Eric Pearson Lee, Appellant Pro Se. Angela Hewlett Miller, OFFICE OF THE UNITED STATES ATTORNEY, Greensboro, North Carolina, for Appellee.
Unpublished opinions are not binding precedent in this circuit. See Local Rule 36(c). PER CURIAM:
Eric Pearson Lee, a federal prisoner, seeks to appeal the
district court’s order denying relief on his Fed. R. Civ. P.

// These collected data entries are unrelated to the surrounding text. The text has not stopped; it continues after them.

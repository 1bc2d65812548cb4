//! UDP transport of measurements.
//!
//! A datagram carries one measurement as `<networkId> <encoded measurement>`.
//! [`NetworkSink`] sends them; all [`NetworkSource`] components listening
//! on the same `networkPort` share one [`NetworkSourceModule`], which owns
//! the socket and hands each datagram to the source registered under its
//! id. Datagrams for unknown ids and malformed payloads are logged and
//! dropped; receiving goes on.

use crate::config::{SubgraphConfig, DEFAULT_NETWORK_PORT};
use crate::dataflow::{
    BuildContext, Component, ComponentCore, ComponentFactory, ComponentTable, Construct, DataflowError,
    DataflowResult, Module, ModuleHandle, PushSupplier, StopSignal, WorkerSlot,
};
use crate::measurement::codec::{decode, encode_datagram, split_datagram};
use crate::measurement::{
    Button, ErrorPose, Matrix3x3, Matrix3x4f, Matrix4x4, Payload, Pose, Position, Position2D, Rotation,
    Timestamp,
};
use std::marker::PhantomData;
use std::net::{SocketAddr, ToSocketAddrs, UdpSocket};
use std::sync::Arc;

/// Largest datagram accepted.
const MAX_DATAGRAM: usize = 65_536;

const SOURCE_CLASSES: [&str; 12] = [
    "NetworkSourcePose",
    "NetworkSourceErrorPose",
    "NetworkSourceRotation",
    "NetworkSourcePosition",
    "NetworkSourcePosition2D",
    "NetworkSourcePoseList",
    "NetworkSourcePositionList",
    "NetworkSourcePositionList2",
    "NetworkSourceEvent",
    "NetworkSourceMatrix3x3",
    "NetworkSourceMatrix3x4",
    "NetworkSourceMatrix4x4",
];

pub(crate) fn register(factory: &mut ComponentFactory) {
    factory.register_module::<NetworkSourceModule>(&SOURCE_CLASSES);

    factory.register::<NetworkSink<Pose>>("NetworkSinkPose");
    factory.register::<NetworkSink<ErrorPose>>("NetworkSinkErrorPose");
    factory.register::<NetworkSink<Rotation>>("NetworkSinkRotation");
    factory.register::<NetworkSink<Position>>("NetworkSinkPosition");
    factory.register::<NetworkSink<Position2D>>("NetworkSinkPosition2D");
    factory.register::<NetworkSink<Vec<Pose>>>("NetworkSinkPoseList");
    factory.register::<NetworkSink<Vec<Position>>>("NetworkSinkPositionList");
    factory.register::<NetworkSink<Vec<Position2D>>>("NetworkSinkPositionList2");
    factory.register::<NetworkSink<Button>>("NetworkSinkEvent");
    factory.register::<NetworkSink<Matrix3x3>>("NetworkSinkMatrix3x3");
    factory.register::<NetworkSink<Matrix3x4f>>("NetworkSinkMatrix3x4");
    factory.register::<NetworkSink<Matrix4x4>>("NetworkSinkMatrix4x4");
}

/// Id a sink sends with and a source listens for; defaults to the
/// component id.
fn network_id(config: &SubgraphConfig) -> DataflowResult<String> {
    config.attr_or("networkId", config.id.clone())
}

// ==================== source ====================

/// A source as seen by the receiving thread.
pub trait Deliver: Component {
    /// Decode `body` and push it; `received` is the arrival time.
    fn deliver(&self, body: &str, received: Timestamp) -> DataflowResult<()>;
}

pub struct NetworkSourceModule {
    port: u16,
    sources: Arc<ComponentTable<String, dyn Deliver>>,
    worker: WorkerSlot,
}

impl NetworkSourceModule {
    pub fn port(&self) -> u16 {
        self.port
    }
}

impl Module for NetworkSourceModule {
    type Key = u16;

    fn module_key(config: &SubgraphConfig) -> DataflowResult<u16> {
        config.attr_or("networkPort", DEFAULT_NETWORK_PORT)
    }

    fn create(key: &u16, _config: &SubgraphConfig, _ctx: &BuildContext) -> DataflowResult<Self> {
        Ok(Self {
            port: *key,
            sources: Arc::new(ComponentTable::new()),
            worker: WorkerSlot::new(),
        })
    }

    fn create_component(
        module: &Arc<ModuleHandle<Self>>,
        config: &SubgraphConfig,
        ctx: &BuildContext,
    ) -> DataflowResult<Arc<dyn Component>> {
        match config.class.as_str() {
            "NetworkSourcePose" => NetworkSource::<Pose>::attach(module, config, ctx),
            "NetworkSourceErrorPose" => NetworkSource::<ErrorPose>::attach(module, config, ctx),
            "NetworkSourceRotation" => NetworkSource::<Rotation>::attach(module, config, ctx),
            "NetworkSourcePosition" => NetworkSource::<Position>::attach(module, config, ctx),
            "NetworkSourcePosition2D" => NetworkSource::<Position2D>::attach(module, config, ctx),
            "NetworkSourcePoseList" => NetworkSource::<Vec<Pose>>::attach(module, config, ctx),
            "NetworkSourcePositionList" => NetworkSource::<Vec<Position>>::attach(module, config, ctx),
            "NetworkSourcePositionList2" => NetworkSource::<Vec<Position2D>>::attach(module, config, ctx),
            "NetworkSourceEvent" => NetworkSource::<Button>::attach(module, config, ctx),
            "NetworkSourceMatrix3x3" => NetworkSource::<Matrix3x3>::attach(module, config, ctx),
            "NetworkSourceMatrix3x4" => NetworkSource::<Matrix3x4f>::attach(module, config, ctx),
            "NetworkSourceMatrix4x4" => NetworkSource::<Matrix4x4>::attach(module, config, ctx),
            other => Err(DataflowError::UnknownComponentType(format!(
                "{other} is not supported by the network source module"
            ))),
        }
    }

    fn start_module(&self) -> DataflowResult<()> {
        let socket = UdpSocket::bind(("0.0.0.0", self.port))
            .map_err(|e| DataflowError::Network(format!("cannot bind UDP port {}: {}", self.port, e)))?;
        socket.set_nonblocking(true)?;
        tracing::info!("Receiving on UDP port {}", self.port);
        let sources = self.sources.clone();
        self.worker.start(format!("network-source-{}", self.port), move |stop| {
            receive(socket, &sources, stop)
        })
    }

    fn stop_module(&self) {
        self.worker.stop();
        tracing::info!("Stopped receiving on UDP port {}", self.port);
    }
}

/// Receiving thread: a current-thread runtime serving one socket until
/// the stop signal fires.
fn receive(socket: UdpSocket, sources: &ComponentTable<String, dyn Deliver>, stop: StopSignal) {
    let runtime = match tokio::runtime::Builder::new_current_thread().enable_io().build() {
        Ok(rt) => rt,
        Err(e) => {
            tracing::error!("Could not start network runtime: {}", e);
            return;
        }
    };

    let (stop_tx, mut stop_rx) = tokio::sync::oneshot::channel::<()>();
    runtime.spawn_blocking(move || {
        // returns once the worker's stop sender is dropped
        let _ = stop.receiver().recv();
        let _ = stop_tx.send(());
    });

    runtime.block_on(async move {
        let socket = match tokio::net::UdpSocket::from_std(socket) {
            Ok(s) => s,
            Err(e) => {
                tracing::error!("Could not register socket: {}", e);
                return;
            }
        };
        let mut buf = vec![0u8; MAX_DATAGRAM];
        loop {
            tokio::select! {
                _ = &mut stop_rx => break,
                received = socket.recv_from(&mut buf) => match received {
                    Ok((len, from)) => {
                        let now = Timestamp::now();
                        tracing::trace!("Received {} bytes from {}", len, from);
                        dispatch(sources, &buf[..len], now);
                    }
                    Err(e) => tracing::error!("Error receiving from socket: {}", e),
                },
            }
        }
    });
}

/// Hand one datagram to its source.
fn dispatch(sources: &ComponentTable<String, dyn Deliver>, datagram: &[u8], received: Timestamp) {
    let result = std::str::from_utf8(datagram)
        .map_err(|e| DataflowError::Serialization(e.to_string()))
        .and_then(split_datagram)
        .and_then(|(id, body)| match sources.get(&id.to_string()) {
            Some(source) => source.deliver(body, received),
            None => {
                tracing::warn!(
                    "Sender uses id \"{}\", found no network source with the same id",
                    id
                );
                Ok(())
            }
        });
    if let Err(e) = result {
        tracing::error!("Dropped datagram: {}", e);
    }
}

pub struct NetworkSource<T: Payload> {
    core: ComponentCore,
    key: String,
    output: PushSupplier<T>,
    receive_time: bool,
    module: Arc<ModuleHandle<NetworkSourceModule>>,
}

impl<T: Payload> NetworkSource<T> {
    fn attach(
        module: &Arc<ModuleHandle<NetworkSourceModule>>,
        config: &SubgraphConfig,
        ctx: &BuildContext,
    ) -> DataflowResult<Arc<dyn Component>> {
        let key = network_id(config)?;
        let receive_time = match config.edge_text("Output", "timestamp").as_deref() {
            None | Some("send") => false,
            Some("receive") => true,
            Some(other) => {
                return Err(DataflowError::invalid_attribute(
                    &config.id,
                    "timestamp",
                    format!("expected \"send\" or \"receive\", got \"{other}\""),
                ))
            }
        };
        let mut core = ComponentCore::new(config, ctx);
        let output = core.push_supplier::<T>("Output")?;
        let source = Arc::new(Self {
            core,
            key: key.clone(),
            output,
            receive_time,
            module: module.clone(),
        });
        let deliver: Arc<dyn Deliver> = source.clone();
        module.sources.register(key, &deliver)?;
        Ok(source)
    }
}

impl<T: Payload> Component for NetworkSource<T> {
    fn core(&self) -> &ComponentCore {
        &self.core
    }

    fn on_start(&self) -> DataflowResult<()> {
        self.module.ensure_started()
    }
}

impl<T: Payload> Deliver for NetworkSource<T> {
    fn deliver(&self, body: &str, received: Timestamp) -> DataflowResult<()> {
        let measurement = decode::<T>(body)?;
        if !self.is_running() {
            return Ok(());
        }
        let measurement = if self.receive_time {
            measurement.retimed(received)
        } else {
            measurement
        };
        self.output.send(measurement);
        Ok(())
    }
}

impl<T: Payload> Drop for NetworkSource<T> {
    fn drop(&mut self) {
        self.module.sources.release(&self.key);
    }
}

// ==================== sink ====================

pub struct NetworkSink<T> {
    core: ComponentCore,
    destination: SocketAddr,
    _payload: PhantomData<fn() -> T>,
}

impl<T> NetworkSink<T> {
    pub fn destination(&self) -> SocketAddr {
        self.destination
    }
}

impl<T: Payload> Construct for NetworkSink<T> {
    fn construct(config: &SubgraphConfig, ctx: &BuildContext) -> DataflowResult<Self> {
        let host: String = config.attr_or("networkDestination", "127.0.0.1".to_string())?;
        let port: u16 = config.attr_or("networkPort", DEFAULT_NETWORK_PORT)?;
        let destination = (host.as_str(), port)
            .to_socket_addrs()
            .ok()
            .and_then(|mut addrs| addrs.next())
            .ok_or_else(|| {
                DataflowError::invalid_attribute(&config.id, "networkDestination", format!("cannot resolve {host}"))
            })?;
        let socket = UdpSocket::bind(("0.0.0.0", 0))
            .map_err(|e| DataflowError::Network(format!("cannot open UDP socket: {e}")))?;
        let id = network_id(config)?;

        let mut core = ComponentCore::new(config, ctx);
        core.push_consumer::<T, _>("Input", move |m| {
            let datagram = encode_datagram(&id, &m)?;
            socket
                .send_to(datagram.as_bytes(), destination)
                .map_err(|e| DataflowError::Network(format!("sending to {destination}: {e}")))?;
            Ok(())
        })?;
        tracing::debug!("Sending to {}", destination);
        Ok(Self {
            core,
            destination,
            _payload: PhantomData,
        })
    }
}

impl<T: Payload> Component for NetworkSink<T> {
    fn core(&self) -> &ComponentCore {
        &self.core
    }
}

#[cfg(test)]
mod tests {
    use super::*;
    use crate::components::testing::{at, values, Collected, Harness};
    use crate::config::EdgeMode;
    use crate::measurement::codec::encode;
    use serial_test::serial;
    use std::time::{Duration, Instant};

    const TEST_PORT: u16 = 47_311;

    fn wait_for<T>(seen: &Collected<T>, count: usize) {
        let started = Instant::now();
        while seen.lock().len() < count && started.elapsed() < Duration::from_secs(5) {
            std::thread::sleep(Duration::from_millis(5));
        }
    }

    fn source(id: &str, class: &str) -> SubgraphConfig {
        SubgraphConfig::new(id, class)
            .with_attribute("networkPort", TEST_PORT as i64)
            .with_output("Output", EdgeMode::Push)
    }

    #[test]
    #[serial]
    fn test_sink_to_source() {
        let h = Harness::new();
        let positions = h.build(&source("tracker", "NetworkSourcePosition")).unwrap();
        let buttons = h.build(&source("buttons", "NetworkSourceEvent")).unwrap();
        let seen_positions = h.collect::<Position>(positions.as_ref(), "Output");
        let seen_buttons = h.collect::<Button>(buttons.as_ref(), "Output");
        positions.start().unwrap();
        buttons.start().unwrap();

        let sink_config = SubgraphConfig::new("tracker", "NetworkSinkPosition")
            .with_attribute("networkPort", TEST_PORT as i64)
            .with_open_input("Input", EdgeMode::Push);
        let sink = h.build(&sink_config).unwrap();
        let feed = h.feed::<Position>(sink.as_ref(), "Input");
        feed.send(at(7, Position::new(1.0, 2.0, 3.0)));

        let raw = UdpSocket::bind(("127.0.0.1", 0)).unwrap();
        let target = ("127.0.0.1", TEST_PORT);
        raw.send_to(b"nobody {\"time\":1,\"value\":1}", target).unwrap();
        raw.send_to(b"buttons not-json", target).unwrap();
        let event = encode_datagram("buttons", &at(9, 32)).unwrap();
        raw.send_to(event.as_bytes(), target).unwrap();

        wait_for(&seen_positions, 1);
        wait_for(&seen_buttons, 1);
        assert_eq!(values(&seen_positions), vec![Position::new(1.0, 2.0, 3.0)]);
        assert_eq!(seen_positions.lock()[0].time(), Timestamp::from_millis(7));
        assert_eq!(values(&seen_buttons), vec![32]);
        positions.stop();
        buttons.stop();
    }

    #[test]
    #[serial]
    fn test_receive_timestamp() {
        let h = Harness::new();
        let config = source("pose", "NetworkSourcePose").with_edge_attribute("timestamp", "receive");
        let c = h.build(&config).unwrap();
        let seen = h.collect::<Pose>(c.as_ref(), "Output");
        c.start().unwrap();

        let before = Timestamp::now();
        let datagram = format!("pose {}", encode(&at(1, Pose::identity())).unwrap());
        UdpSocket::bind(("127.0.0.1", 0))
            .unwrap()
            .send_to(datagram.as_bytes(), ("127.0.0.1", TEST_PORT))
            .unwrap();
        wait_for(&seen, 1);
        assert!(seen.lock()[0].time() >= before);
        c.stop();
    }

    #[test]
    fn test_bad_timestamp_mode() {
        let h = Harness::new();
        let config = source("pose", "NetworkSourcePose")
            .with_attribute("networkPort", 47_399i64)
            .with_edge_attribute("timestamp", "later");
        assert!(matches!(h.build(&config), Err(DataflowError::InvalidAttribute { .. })));
    }
}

60(b)(4) motions for relief from the district court’s earlier
judgment denying his 28 U.S.C. § 2255 (2000) motion. An appeal may
not be taken from the final order in a habeas proceeding unless a
circuit justice or judge issues a certificate of appealability. 28
U.S.C. § 2253(c)(1) (2000); Reid v. Angelone, 369 F.3d 363, 370
(4th Cir. 2004) (applying the COA requirement to appellate review
of the denial of a Rule 60(b) motion). A certificate of
appealability will not issue for claims addressed by a district
court absent “a substantial showing of the denial of a
constitutional right.” 28 U.S.C. § 2253(c)(2) (2000). A prisoner
satisfies this standard by demonstrating that reasonable jurists
would find both that his constitutional claims are debatable and
that any dispositive procedural rulings by the district court are
also debatable or wrong. See Miller-El v. Cockrell, 537 U.S. 322,
336 (2003); Slack v. McDaniel, 529 U.S. 473, 484 (2000); Rose v.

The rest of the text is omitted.